«Acercándose uno de los escribas, que los había oído disputar, y sabía que les había respondido bien, le preguntó: ¿Cuál es el primer mandamiento de todos? Jesús le respondió: El primer mandamiento de todos es: Oye, Israel; el Señor nuestro Dios, el Señor uno es. Y amarás al Señor tu Dios con todo tu corazón, y con toda tu alma, y con toda tu mente y con todas tus fuerzas. Este es el principal mandamiento.»
(Marcos 12:28-30)
La más grande imagen del pacto de amor que se haya visto sobre la Tierra fue la relación entre el SEÑOR Jesús y Su Padre celestial. Se amaban el uno al otro con amor absoluto e inquebrantable. El Padre exaltó a Jesús diciendo: «Este es mi Hijo amado… a él oíd» (Mateo 17:5). Y Jesús exaltó al Padre y declaró: «…nada hago por mí mismo, sino que según me enseñó el Padre, así hablo» (Juan 8:28).
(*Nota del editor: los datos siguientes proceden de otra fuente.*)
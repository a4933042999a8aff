//! Arithmetic throughput benchmarks.
//!
//! Every family is instantiated at ILP 1 through 8. A kernel runs
//! `N_ITERATIONS / ILP` loop iterations, so each entry issues roughly the
//! same number of instructions regardless of its ILP.

use crate::kernels::portable;
use simdbench_core::{BASELINE_FEATURE, BenchmarkFns, SetupError, feature_supported};

/// Vector instructions per kernel call at ILP 1
pub const N_ITERATIONS: usize = 8_000_000;

/// Number of ILP variants per family
pub const OP_ILP_VARIANTS: usize = 8;

/// Per-worker state of an arithmetic benchmark
#[derive(Debug, Default)]
pub struct OpHandle {
    sink: f64,
}

impl OpHandle {
    /// Reduced accumulator value of the last run
    pub fn sink(&self) -> f64 {
        self.sink
    }
}

/// Catalog record for one arithmetic benchmark
#[derive(Debug, Clone, Copy)]
pub struct OpBenchmark {
    /// Setup/run/teardown entry points
    pub benchmark: BenchmarkFns<(), OpHandle>,
    /// Operation class, used to group results
    pub category: &'static str,
    /// Descriptive label
    pub label: &'static str,
    /// Required CPU feature
    pub feature: &'static str,
    /// Register class the instruction operates on
    pub encoding: &'static str,
    /// Mnemonic(s) of the measured instruction
    pub opcode: &'static str,
    /// Output element type
    pub output_data: &'static str,
    /// Elements written per instruction
    pub output_elements: usize,
    /// Vector registers written per instruction
    pub output_vectors: usize,
    /// Input element type
    pub input_data: &'static str,
    /// Elements read per instruction, excluding the accumulator
    pub input_elements: usize,
    /// Vector registers read per instruction, excluding the accumulator
    pub input_vectors: usize,
    /// Arithmetic operations per instruction (a multiply-add counts as two)
    pub ops_per_instruction: usize,
    /// Independent instructions per loop iteration
    pub ilp: usize,
}

impl OpBenchmark {
    /// Operations reported by one `run` on one worker
    pub fn ops_per_run(&self) -> f64 {
        (self.ops_per_instruction * self.ilp * (N_ITERATIONS / self.ilp)) as f64
    }
}

fn require(features: &[&str]) -> Result<OpHandle, SetupError> {
    match features.iter().find(|f| !feature_supported(f)) {
        Some(missing) => {
            tracing::debug!(feature = %missing, "required feature not supported");
            Err(SetupError::UnsupportedFeature(missing.to_string()))
        }
        None => Ok(OpHandle::default()),
    }
}

fn setup_baseline(_: &()) -> Result<OpHandle, SetupError> {
    require(&[BASELINE_FEATURE])
}

fn teardown(_: OpHandle) {}

#[inline(always)]
fn finish(handle: &mut OpHandle, sink: f64, ops_per_instruction: usize, ilp: usize) -> f64 {
    handle.sink = sink;
    (ops_per_instruction * ilp * (N_ITERATIONS / ilp)) as f64
}

fn run_f32x4<const ILP: usize>(handle: &mut OpHandle) -> f64 {
    let sink = portable::mul_add::<f32, 4, ILP>(N_ITERATIONS / ILP);
    finish(handle, sink, 8, ILP)
}

fn run_f64x2<const ILP: usize>(handle: &mut OpHandle) -> f64 {
    let sink = portable::mul_add::<f64, 2, ILP>(N_ITERATIONS / ILP);
    finish(handle, sink, 4, ILP)
}

fn run_i32x4<const ILP: usize>(handle: &mut OpHandle) -> f64 {
    let sink = portable::mul_add::<i32, 4, ILP>(N_ITERATIONS / ILP);
    finish(handle, sink, 8, ILP)
}

macro_rules! op_family {
    (
        $run:ident, $setup:ident,
        category: $category:literal,
        label: $label:literal,
        feature: $feature:expr,
        encoding: $encoding:literal,
        opcode: $opcode:literal,
        data: $data:literal,
        lanes: $lanes:literal,
        ops: $ops:literal $(,)?
    ) => {
        op_family!(@ilp [1 2 3 4 5 6 7 8]
            $run, $setup, $category, $label, $feature, $encoding, $opcode, $data, $lanes, $ops)
    };
    (@ilp [$($ilp:literal)*]
        $run:ident, $setup:ident, $category:literal, $label:literal, $feature:expr,
        $encoding:literal, $opcode:literal, $data:literal, $lanes:literal, $ops:literal
    ) => {
        [$(
            OpBenchmark {
                benchmark: BenchmarkFns {
                    setup: $setup,
                    run: $run::<$ilp>,
                    teardown,
                },
                category: $category,
                label: $label,
                feature: $feature,
                encoding: $encoding,
                opcode: $opcode,
                output_data: $data,
                output_elements: $lanes,
                output_vectors: 1,
                input_data: $data,
                input_elements: 2 * $lanes,
                input_vectors: 2,
                ops_per_instruction: $ops,
                ilp: $ilp,
            }
        ),*]
    };
}

static PORTABLE: [[OpBenchmark; OP_ILP_VARIANTS]; 3] = [
    op_family!(
        run_f32x4, setup_baseline,
        category: "128-bit FP multiply-add",
        label: "MUL+ADD (4 x f32, portable)",
        feature: BASELINE_FEATURE,
        encoding: "vec128",
        opcode: "fmul+fadd",
        data: "f32",
        lanes: 4,
        ops: 8,
    ),
    op_family!(
        run_f64x2, setup_baseline,
        category: "128-bit FP multiply-add",
        label: "MUL+ADD (2 x f64, portable)",
        feature: BASELINE_FEATURE,
        encoding: "vec128",
        opcode: "fmul+fadd",
        data: "f64",
        lanes: 2,
        ops: 4,
    ),
    op_family!(
        run_i32x4, setup_baseline,
        category: "128-bit integer multiply-add",
        label: "MUL+ADD (4 x i32, portable)",
        feature: BASELINE_FEATURE,
        encoding: "vec128",
        opcode: "mul+add",
        data: "i32",
        lanes: 4,
        ops: 8,
    ),
];

#[cfg(target_arch = "x86_64")]
mod arch {
    use super::*;
    use crate::kernels::x86;

    fn setup_fma(_: &()) -> Result<OpHandle, SetupError> {
        require(&["avx", "fma"])
    }

    fn setup_avx2(_: &()) -> Result<OpHandle, SetupError> {
        require(&["avx2"])
    }

    fn run_fma_f32x8<const ILP: usize>(handle: &mut OpHandle) -> f64 {
        // SAFETY: setup_fma verified AVX and FMA
        let sink = unsafe { x86::fma_f32x8::<ILP>(N_ITERATIONS / ILP) };
        finish(handle, sink, 16, ILP)
    }

    fn run_fma_f64x4<const ILP: usize>(handle: &mut OpHandle) -> f64 {
        // SAFETY: setup_fma verified AVX and FMA
        let sink = unsafe { x86::fma_f64x4::<ILP>(N_ITERATIONS / ILP) };
        finish(handle, sink, 8, ILP)
    }

    fn run_i32x8<const ILP: usize>(handle: &mut OpHandle) -> f64 {
        // SAFETY: setup_avx2 verified AVX2
        let sink = unsafe { x86::mul_add_i32x8::<ILP>(N_ITERATIONS / ILP) };
        finish(handle, sink, 16, ILP)
    }

    pub(super) static OPS: &[[OpBenchmark; OP_ILP_VARIANTS]] = &[
        op_family!(
            run_fma_f32x8, setup_fma,
            category: "256-bit FP fused multiply-add",
            label: "VFMADD (8 x f32, ymm)",
            feature: "fma",
            encoding: "ymm",
            opcode: "vfmadd213ps",
            data: "f32",
            lanes: 8,
            ops: 16,
        ),
        op_family!(
            run_fma_f64x4, setup_fma,
            category: "256-bit FP fused multiply-add",
            label: "VFMADD (4 x f64, ymm)",
            feature: "fma",
            encoding: "ymm",
            opcode: "vfmadd213pd",
            data: "f64",
            lanes: 4,
            ops: 8,
        ),
        op_family!(
            run_i32x8, setup_avx2,
            category: "256-bit integer multiply-add",
            label: "VPMULLD+VPADDD (8 x i32, ymm)",
            feature: "avx2",
            encoding: "ymm",
            opcode: "vpmulld+vpaddd",
            data: "i32",
            lanes: 8,
            ops: 16,
        ),
    ];
}

#[cfg(target_arch = "aarch64")]
mod arch {
    use super::*;
    use crate::kernels::aarch64;

    fn setup_neon(_: &()) -> Result<OpHandle, SetupError> {
        require(&["neon"])
    }

    fn run_fmla_f32x4<const ILP: usize>(handle: &mut OpHandle) -> f64 {
        // SAFETY: setup_neon verified NEON
        let sink = unsafe { aarch64::fmla_f32x4::<ILP>(N_ITERATIONS / ILP) };
        finish(handle, sink, 8, ILP)
    }

    fn run_fmla_f64x2<const ILP: usize>(handle: &mut OpHandle) -> f64 {
        // SAFETY: setup_neon verified NEON
        let sink = unsafe { aarch64::fmla_f64x2::<ILP>(N_ITERATIONS / ILP) };
        finish(handle, sink, 4, ILP)
    }

    pub(super) static OPS: &[[OpBenchmark; OP_ILP_VARIANTS]] = &[
        op_family!(
            run_fmla_f32x4, setup_neon,
            category: "NEON fused multiply-add",
            label: "FMLA (4 x f32, vector)",
            feature: "neon",
            encoding: "vreg",
            opcode: "fmla",
            data: "f32",
            lanes: 4,
            ops: 8,
        ),
        op_family!(
            run_fmla_f64x2, setup_neon,
            category: "NEON fused multiply-add",
            label: "FMLA (2 x f64, vector)",
            feature: "neon",
            encoding: "vreg",
            opcode: "fmla",
            data: "f64",
            lanes: 2,
            ops: 4,
        ),
    ];
}

#[cfg(not(any(target_arch = "x86_64", target_arch = "aarch64")))]
mod arch {
    use super::{OP_ILP_VARIANTS, OpBenchmark};

    pub(super) static OPS: &[[OpBenchmark; OP_ILP_VARIANTS]] = &[];
}

/// All arithmetic benchmarks: the portable families first, then those for
/// the target architecture. Entries of one category are adjacent.
pub fn op_benchmarks() -> impl Iterator<Item = &'static OpBenchmark> {
    PORTABLE.iter().chain(arch::OPS.iter()).flatten()
}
A través del amor, ellos se encontraban en perfecta unión uno con el otro.
Algunas veces pensamos que Jesús mantuvo esa perfecta unión con el Padre, pues sólo nos enfocamos en el hecho de que Él era el Hijo de Dios. Pero le recuerdo que también era el Hijo del Hombre. Jesús fue tan humano durante Su vida terrenal como usted y yo. Se cansó, tuvo hambre y sed como cualquier otra persona. Él experimentó presión y tentación.
Sin embargo, Jesús siempre obedeció al Padre. No pecó ni una vez ni quebrantó el pacto con Dios, ¿por qué? Porque se encontraba tan enamorado de Su Padre que no podía soportar romper esa unión. Él estaba tan comprometido con el Padre y el Padre con Él, que cuando caminaban juntos usted no podría diferenciar dónde comenzaban los pasos de uno, y dónde terminaban los pasos del otro. Ellos se fusionaron a través del amor.
Por esa razón, Jesús agonizó en gran manera en el huerto de Getsemaní. Tan sólo pensar en separarse del Padre hizo que sudara gotas de sangre. No estaba molesto por el dolor físico ni por la muerte que experimentaría en la Cruz, sino estaba sufriendo por la idea de separarse de Su Padre. Esto causó en Él tanto dolor que tan sólo pensar en ello casi lo mata.
En realidad, fue el amor que Jesús tenía por el Padre —el mismo amor que produjo la vida y la unión que ellos tenían—, el que demandó que esa unión fuera quebrantada. Fue el amor el que lo llevó a la Cruz para derramar Su sangre de vida. Fue el amor el que le hizo aceptar en Su espíritu puro y sin pecado, todo el horror de la humanidad caída. Fue el amor el que lo llevó al infierno a sufrir el castigo por nuestro pecado.
Jesús amó tanto al Padre que anhelaba entregarle de nuevo el mundo que Dios tanto amaba. El padre amaba tanto a Jesús que al cumplirse la redención le dio el Nombre que es sobre todo nombre, y lo coronó como SEÑOR de todo. Ése es un verdadero pacto de amor.